Send back every record word for word, with nothing missing.

Data items
▼▼▼

//! Embeddings from OpenAI or any server speaking its `/embeddings` protocol.
//!
//! Requires the `openai` feature.

use async_trait::async_trait;
use serde::{Deserialize, Serialize};
use tracing::{debug, error};

use crate::embedding::EmbeddingProvider;
use crate::error::{RagError, Result};

const OPENAI_BASE_URL: &str = "https://api.openai.com/v1";
const DEFAULT_MODEL: &str = "text-embedding-3-small";

/// Native size of `text-embedding-3-small`.
const DEFAULT_DIMENSIONS: usize = 1536;

/// Most inputs the endpoint accepts in one request.
const MAX_INPUTS_PER_REQUEST: usize = 2048;

const PROVIDER: &str = "OpenAI";

fn provider_error(message: impl Into<String>) -> RagError {
    RagError::EmbeddingError { provider: PROVIDER.into(), message: message.into() }
}

/// Embedding provider for the OpenAI embeddings API.
///
/// Store chunks are usually embedded at a smaller size than the model's
/// native one, so [`with_dimensions`](Self::with_dimensions) asks the server
/// to shorten its vectors to the store dimension.
///
/// ```rust,ignore
/// use knowbase_rag::openai::OpenAIEmbeddingProvider;
///
/// let provider = OpenAIEmbeddingProvider::from_env()?.with_dimensions(768);
/// ```
pub struct OpenAIEmbeddingProvider {
    client: reqwest::Client,
    api_key: String,
    base_url: String,
    model: String,
    dimensions: usize,
    requested_dimensions: Option<usize>,
}

impl OpenAIEmbeddingProvider {
    pub fn new(api_key: impl Into<String>) -> Result<Self> {
        let api_key = api_key.into();
        if api_key.is_empty() {
            return Err(provider_error("API key must not be empty"));
        }
        Ok(Self {
            client: reqwest::Client::new(),
            api_key,
            base_url: OPENAI_BASE_URL.into(),
            model: DEFAULT_MODEL.into(),
            dimensions: DEFAULT_DIMENSIONS,
            requested_dimensions: None,
        })
    }

    /// Read the key from `OPENAI_API_KEY`.
    pub fn from_env() -> Result<Self> {
        let api_key = std::env::var("OPENAI_API_KEY")
            .map_err(|_| provider_error("OPENAI_API_KEY environment variable not set"))?;
        Self::new(api_key)
    }

    pub fn with_model(mut self, model: impl Into<String>) -> Self {
        self.model = model.into();
        self
    }

    /// Point the provider at an OpenAI-compatible server.
    pub fn with_base_url(mut self, base_url: impl Into<String>) -> Self {
        self.base_url = base_url.into().trim_end_matches('/').to_string();
        self
    }

    /// Ask the server for vectors of `dims` values.
    pub fn with_dimensions(mut self, dims: usize) -> Self {
        self.dimensions = dims;
        self.requested_dimensions = Some(dims);
        self
    }

    /// Request bodies covering `texts` in order, each within the input limit.
    fn requests<'a>(&'a self, texts: &'a [&'a str]) -> impl Iterator<Item = EmbeddingRequest<'a>> {
        texts.chunks(MAX_INPUTS_PER_REQUEST).map(move |input| EmbeddingRequest {
            model: &self.model,
            input,
            dimensions: self.requested_dimensions,
        })
    }

    async fn send(&self, request: &EmbeddingRequest<'_>) -> Result<Vec<Vec<f32>>> {
        let response = self
            .client
            .post(format!("{}/embeddings", self.base_url))
            .bearer_auth(&self.api_key)
            .json(request)
            .send()
            .await
            .map_err(|e| {
                error!(provider = PROVIDER, error = %e, "request failed");
                provider_error(format!("request failed: {e}"))
            })?;

        if !response.status().is_success() {
            let status = response.status();
            let body = response.text().await.unwrap_or_default();
            let detail = serde_json::from_str::<ErrorResponse>(&body).map(|e| e.error.message).unwrap_or(body);
            error!(provider = PROVIDER, %status, "API error");
            return Err(provider_error(format!("API returned {status}: {detail}")));
        }

        let parsed: EmbeddingResponse = response.json().await.map_err(|e| {
            error!(provider = PROVIDER, error = %e, "failed to parse response");
            provider_error(format!("failed to parse response: {e}"))
        })?;
        into_input_order(parsed.data, request.input.len())
    }
}

#[derive(Serialize)]
struct EmbeddingRequest<'a> {
    model: &'a str,
    input: &'a [&'a str],
    #[serde(skip_serializing_if = "Option::is_none")]
    dimensions: Option<usize>,
}

#[derive(Deserialize)]
struct EmbeddingResponse {
    data: Vec<EmbeddingData>,
}

#[derive(Deserialize)]
struct EmbeddingData {
    index: usize,
    embedding: Vec<f32>,
}

#[derive(Deserialize)]
struct ErrorResponse {
    error: ErrorDetail,
}

#[derive(Deserialize)]
struct ErrorDetail {
    message: String,
}

/// Put response items back in input order and check none are missing.
fn into_input_order(mut data: Vec<EmbeddingData>, expected: usize) -> Result<Vec<Vec<f32>>> {
    data.sort_by_key(|d| d.index);
    if data.len() != expected || data.iter().enumerate().any(|(i, d)| d.index != i) {
        return Err(provider_error(format!("expected {expected} embeddings, got {}", data.len())));
    }
    Ok(data.into_iter().map(|d| d.embedding).collect())
}

#[async_trait]
impl EmbeddingProvider for OpenAIEmbeddingProvider {
    async fn embed(&self, text: &str) -> Result<Vec<f32>> {
        debug!(provider = PROVIDER, text_len = text.len(), "embedding query");
        let texts = [text];
        let request = EmbeddingRequest { model: &self.model, input: &texts, dimensions: self.requested_dimensions };
        self.send(&request).await?.pop().ok_or_else(|| provider_error("API returned empty response"))
    }

    async fn embed_batch(&self, texts: &[&str]) -> Result<Vec<Vec<f32>>> {
        if texts.is_empty() {
            return Ok(Vec::new());
        }
        debug!(provider = PROVIDER, batch_size = texts.len(), model = %self.model, "embedding batch");

        let mut embeddings = Vec::with_capacity(texts.len());
        for request in self.requests(texts) {
            embeddings.extend(self.send(&request).await?);
        }
        Ok(embeddings)
    }

    fn dimensions(&self) -> usize {
        self.dimensions
    }

    fn name(&self) -> &str {
        PROVIDER
    }
}

#[cfg(test)]
mod tests {
    use super::*;

    #[test]
    fn response_items_are_reordered_by_index() {
        let data = vec![
            EmbeddingData { index: 1, embedding: vec![2.0] },
            EmbeddingData { index: 0, embedding: vec![1.0] },
        ];
        assert_eq!(into_input_order(data, 2).unwrap(), vec![vec![1.0], vec![2.0]]);
    }

    #[test]
    fn short_response_is_an_error() {
        let data = vec![EmbeddingData { index: 0, embedding: vec![1.0] }];
        assert!(matches!(into_input_order(data, 2), Err(RagError::EmbeddingError { .. })));
    }

    #[test]
    fn empty_api_key_is_rejected() {
        assert!(OpenAIEmbeddingProvider::new("").is_err());
    }

    #[test]
    fn inputs_over_the_limit_are_split_in_order() {
        let provider = OpenAIEmbeddingProvider::new("key").unwrap().with_dimensions(768);
        let owned: Vec<String> = (0..5000).map(|i| i.to_string()).collect();
        let texts: Vec<&str> = owned.iter().map(String::as_str).collect();

        let requests: Vec<_> = provider.requests(&texts).collect();
        let sizes: Vec<usize> = requests.iter().map(|r| r.input.len()).collect();
        assert_eq!(sizes, vec![2048, 2048, 904]);
        assert!(requests.iter().all(|r| r.dimensions == Some(768)));
        let flattened: Vec<&str> = requests.iter().flat_map(|r| r.input.iter().copied()).collect();
        assert_eq!(flattened, texts);
    }
}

▲▲▲

> **Result**:
//! Embeddings from OpenAI or any server speaking its `/embeddings` protocol.
//!
//! Requires the `openai` feature.

use async_trait::async_trait;
use serde::{Deserialize, Serialize};
use tracing::{debug, error};

use crate::embedding::EmbeddingProvider;
use crate::error::{RagError, Result};

const OPENAI_BASE_URL: &str = "https://api.openai.com/v1";
const DEFAULT_MODEL: &str = "text-embedding-3-small";

/// Native size of `text-embedding-3-small`.
const DEFAULT_DIMENSIONS: usize = 1536;

/// Most inputs the endpoint accepts in one request.
const MAX_INPUTS_PER_REQUEST: usize = 2048;

const PROVIDER: &str = "OpenAI";

fn provider_error(message: impl Into<String>) -> RagError {
    RagError::EmbeddingError { provider: PROVIDER.into(), message: message.into() }
}

/// Embedding provider for the OpenAI embeddings API.
///
/// Store chunks are usually embedded at a smaller size than the model's
/// native one, so [`with_dimensions`](Self::with_dimensions) asks the server
/// to shorten its vectors to the store dimension.
///
/// ```rust,ignore
/// use knowbase_rag::openai::OpenAIEmbeddingProvider;
///
/// let provider = OpenAIEmbeddingProvider::from_env()?.with_dimensions(768);
/// ```
pub struct OpenAIEmbeddingProvider {
    client: reqwest::Client,
    api_key: String,
    base_url: String,
    model: String,
    dimensions: usize,
    requested_dimensions: Option<usize>,
}

impl OpenAIEmbeddingProvider {
    pub fn new(api_key: impl Into<String>) -> Result<Self> {
        let api_key = api_key.into();
        if api_key.is_empty() {
            return Err(provider_error("API key must not be empty"));
        }
        Ok(Self {
            client: reqwest::Client::new(),
            api_key,
            base_url: OPENAI_BASE_URL.into(),
            model: DEFAULT_MODEL.into(),
            dimensions: DEFAULT_DIMENSIONS,
            requested_dimensions: None,
        })
    }

    /// Read the key from `OPENAI_API_KEY`.
    pub fn from_env() -> Result<Self> {
        let api_key = std::env::var("OPENAI_API_KEY")
            .map_err(|_| provider_error("OPENAI_API_KEY environment variable not set"))?;
        Self::new(api_key)
    }

    pub fn with_model(mut self, model: impl Into<String>) -> Self {
        self.model = model.into();
        self
    }

    /// Point the provider at an OpenAI-compatible server.
    pub fn with_base_url(mut self, base_url: impl Into<String>) -> Self {
        self.base_url = base_url.into().trim_end_matches('/').to_string();
        self
    }

    /// Ask the server for vectors of `dims` values.
    pub fn with_dimensions(mut self, dims: usize) -> Self {
        self.dimensions = dims;
        self.requested_dimensions = Some(dims);
        self
    }

    /// Request bodies covering `texts` in order, each within the input limit.
    fn requests<'a>(&'a self, texts: &'a [&'a str]) -> impl Iterator<Item = EmbeddingRequest<'a>> {
        texts.chunks(MAX_INPUTS_PER_REQUEST).map(move |input| EmbeddingRequest {
            model: &self.model,
            input,
            dimensions: self.requested_dimensions,
        })
    }

    async fn send(&self, request: &EmbeddingRequest<'_>) -> Result<Vec<Vec<f32>>> {
        let response = self
            .client
            .post(format!("{}/embeddings", self.base_url))
            .bearer_auth(&self.api_key)
            .json(request)
            .send()
            .await
            .map_err(|e| {
                error!(provider = PROVIDER, error = %e, "request failed");
                provider_error(format!("request failed: {e}"))
            })?;

        if !response.status().is_success() {
            let status = response.status();
            let body = response.text().await.unwrap_or_default();
            let detail = serde_json::from_str::<ErrorResponse>(&body).map(|e| e.error.message).unwrap_or(body);
            error!(provider = PROVIDER, %status, "API error");
            return Err(provider_error(format!("API returned {status}: {detail}")));
        }

        let parsed: EmbeddingResponse = response.json().await.map_err(|e| {
            error!(provider = PROVIDER, error = %e, "failed to parse response");
            provider_error(format!("failed to parse response: {e}"))
        })?;
        into_input_order(parsed.data, request.input.len())
    }
}

#[derive(Serialize)]
struct EmbeddingRequest<'a> {
    model: &'a str,
    input: &'a [&'a str],
    #[serde(skip_serializing_if = "Option::is_none")]
    dimensions: Option<usize>,
}

#[derive(Deserialize)]
struct EmbeddingResponse {
    data: Vec<EmbeddingData>,
}

#[derive(Deserialize)]
struct EmbeddingData {
    index: usize,
    embedding: Vec<f32>,
}

#[derive(Deserialize)]
struct ErrorResponse {
    error: ErrorDetail,
}

#[derive(Deserialize)]
struct ErrorDetail {
    message: String,
}

/// Put response items back in input order and check none are missing.
fn into_input_order(mut data: Vec<EmbeddingData>, expected: usize) -> Result<Vec<Vec<f32>>> {
    data.sort_by_key(|d| d.index);
    if data.len() != expected || data.iter().enumerate().any(|(i, d)| d.index != i) {
        return Err(provider_error(format!("expected {expected} embeddings, got {}", data.len())));
    }
    Ok(data.into_iter().map(|d| d.embedding).collect())
}

#[async_trait]
impl EmbeddingProvider for OpenAIEmbeddingProvider {
    async fn embed(&self, text: &str) -> Result<Vec<f32>> {
        debug!(provider = PROVIDER, text_len = text.len(), "embedding query");
        let texts = [text];
        let request = EmbeddingRequest { model: &self.model, input: &texts, dimensions: self.requested_dimensions };
        self.send(&request).await?.pop().ok_or_else(|| provider_error("API returned empty response"))
    }

    async fn embed_batch(&self, texts: &[&str]) -> Result<Vec<Vec<f32>>> {
        if texts.is_empty() {
            return Ok(Vec::new());
        }
        debug!(provider = PROVIDER, batch_size = texts.len(), model = %self.model, "embedding batch");

        let mut embeddings = Vec::with_capacity(texts.len());
        for request in self.requests(texts) {
            embeddings.extend(self.send(&request).await?);
        }
        Ok(embeddings)
    }

    fn dimensions(&self) -> usize {
        self.dimensions
    }

    fn name(&self) -> &str {
        PROVIDER
    }
}

#[cfg(test)]
mod tests {
    use super::*;

    #[test]
    fn response_items_are_reordered_by_index() {
        let data = vec![
            EmbeddingData { index: 1, embedding: vec![2.0] },
            EmbeddingData { index: 0, embedding: vec![1.0] },
        ];
        assert_eq!(into_input_order(data, 2).unwrap(), vec![vec![1.0], vec![2.0]]);
    }

    #[test]
    fn short_response_is_an_error() {
        let data = vec![EmbeddingData { index: 0, embedding: vec![1.0] }];
        assert!(matches!(into_input_order(data, 2), Err(RagError::EmbeddingError { .. })));
    }

    #[test]
    fn empty_api_key_is_rejected() {
        assert!(OpenAIEmbeddingProvider::new("").is_err());
    }

    #[test]
    fn inputs_over_the_limit_are_split_in_order() {
        let provider = OpenAIEmbeddingProvider::new("key").unwrap().with_dimensions(768);
        let owned: Vec<String> = (0..5000).map(|i| i.to_string()).collect();
        let texts: Vec<&str> = owned.iter().map(String::as_str).collect();

        let requests: Vec<_> = provider.requests(&texts).collect();
        let sizes: Vec<usize> = requests.iter().map(|r| r.input.len()).collect();
        assert_eq!(sizes, vec![2048, 2048, 904]);
        assert!(requests.iter().all(|r| r.dimensions == Some(768)));
        let flattened: Vec<&str> = requests.iter().flat_map(|r| r.input.iter().copied()).collect();
        assert_eq!(flattened, texts);
    }
}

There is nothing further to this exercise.